◆ **Task**: A word-for-word restatement of the data is what is needed.

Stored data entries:
--------
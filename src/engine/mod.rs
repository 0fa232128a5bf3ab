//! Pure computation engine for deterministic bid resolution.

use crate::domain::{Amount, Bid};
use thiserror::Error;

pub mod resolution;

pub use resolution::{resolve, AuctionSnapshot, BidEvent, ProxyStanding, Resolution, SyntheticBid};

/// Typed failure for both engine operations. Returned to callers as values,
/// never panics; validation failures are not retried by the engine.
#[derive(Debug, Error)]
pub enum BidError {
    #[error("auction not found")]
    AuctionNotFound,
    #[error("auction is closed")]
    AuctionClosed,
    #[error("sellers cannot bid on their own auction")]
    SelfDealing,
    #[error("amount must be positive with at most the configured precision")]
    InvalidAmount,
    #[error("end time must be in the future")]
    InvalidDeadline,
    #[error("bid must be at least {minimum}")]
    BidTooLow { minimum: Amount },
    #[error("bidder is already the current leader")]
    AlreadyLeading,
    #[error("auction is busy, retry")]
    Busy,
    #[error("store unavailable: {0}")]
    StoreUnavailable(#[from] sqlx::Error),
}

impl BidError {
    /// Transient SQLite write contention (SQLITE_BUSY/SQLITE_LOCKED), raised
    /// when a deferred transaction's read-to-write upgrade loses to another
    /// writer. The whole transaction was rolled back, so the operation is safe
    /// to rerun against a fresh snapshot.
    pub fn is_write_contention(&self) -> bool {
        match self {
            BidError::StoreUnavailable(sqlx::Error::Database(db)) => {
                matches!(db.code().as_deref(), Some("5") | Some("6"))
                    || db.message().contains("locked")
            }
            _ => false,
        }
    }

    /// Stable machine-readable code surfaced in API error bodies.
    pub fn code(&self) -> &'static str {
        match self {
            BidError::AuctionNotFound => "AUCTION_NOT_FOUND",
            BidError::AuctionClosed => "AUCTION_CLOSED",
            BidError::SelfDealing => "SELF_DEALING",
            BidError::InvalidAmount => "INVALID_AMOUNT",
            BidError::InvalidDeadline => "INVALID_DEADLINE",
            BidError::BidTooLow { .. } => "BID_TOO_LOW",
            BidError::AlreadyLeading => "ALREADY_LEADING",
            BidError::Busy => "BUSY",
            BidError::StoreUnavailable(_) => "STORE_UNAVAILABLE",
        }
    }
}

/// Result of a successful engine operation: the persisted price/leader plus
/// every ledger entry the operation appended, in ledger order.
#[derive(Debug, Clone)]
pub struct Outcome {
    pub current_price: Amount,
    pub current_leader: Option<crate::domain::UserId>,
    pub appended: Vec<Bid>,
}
--------
◆ **Finished task**:
filename src/engine/mod.rs
repository 0fa232128a5bf3ab
//! Pure computation engine for deterministic bid resolution.

use crate::domain::{Amount, Bid};
use thiserror::Error;

pub mod resolution;

pub use resolution::{resolve, AuctionSnapshot, BidEvent, ProxyStanding, Resolution, SyntheticBid};

/// Typed failure for both engine operations. Returned to callers as values,
/// never panics; validation failures are not retried by the engine.
#[derive(Debug, Error)]
pub enum BidError {
    #[error("auction not found")]
    AuctionNotFound,
    #[error("auction is closed")]
    AuctionClosed,
    #[error("sellers cannot bid on their own auction")]
    SelfDealing,
    #[error("amount must be positive with at most the configured precision")]
    InvalidAmount,
    #[error("end time must be in the future")]
    InvalidDeadline,
    #[error("bid must be at least {minimum}")]
    BidTooLow { minimum: Amount },
    #[error("bidder is already the current leader")]
    AlreadyLeading,
    #[error("auction is busy, retry")]
    Busy,
    #[error("store unavailable: {0}")]
    StoreUnavailable(#[from] sqlx::Error),
}

impl BidError {
    /// Transient SQLite write contention (SQLITE_BUSY/SQLITE_LOCKED), raised
    /// when a deferred transaction's read-to-write upgrade loses to another
    /// writer. The whole transaction was rolled back, so the operation is safe
    /// to rerun against a fresh snapshot.
    pub fn is_write_contention(&self) -> bool {
        match self {
            BidError::StoreUnavailable(sqlx::Error::Database(db)) => {
                matches!(db.code().as_deref(), Some("5") | Some("6"))
                    || db.message().contains("locked")
            }
            _ => false,
        }
    }

    /// Stable machine-readable code surfaced in API error bodies.
    pub fn code(&self) -> &'static str {
        match self {
            BidError::AuctionNotFound => "AUCTION_NOT_FOUND",
            BidError::AuctionClosed => "AUCTION_CLOSED",
            BidError::SelfDealing => "SELF_DEALING",
            BidError::InvalidAmount => "INVALID_AMOUNT",
            BidError::InvalidDeadline => "INVALID_DEADLINE",
            BidError::BidTooLow { .. } => "BID_TOO_LOW",
            BidError::AlreadyLeading => "ALREADY_LEADING",
            BidError::Busy => "BUSY",
            BidError::StoreUnavailable(_) => "STORE_UNAVAILABLE",
        }
    }
}

/// Result of a successful engine operation: the persisted price/leader plus
/// every ledger entry the operation appended, in ledger order.
#[derive(Debug, Clone)]
pub struct Outcome {
    pub current_price: Amount,
    pub current_leader: Option<crate::domain::UserId>,
    pub appended: Vec<Bid>,
}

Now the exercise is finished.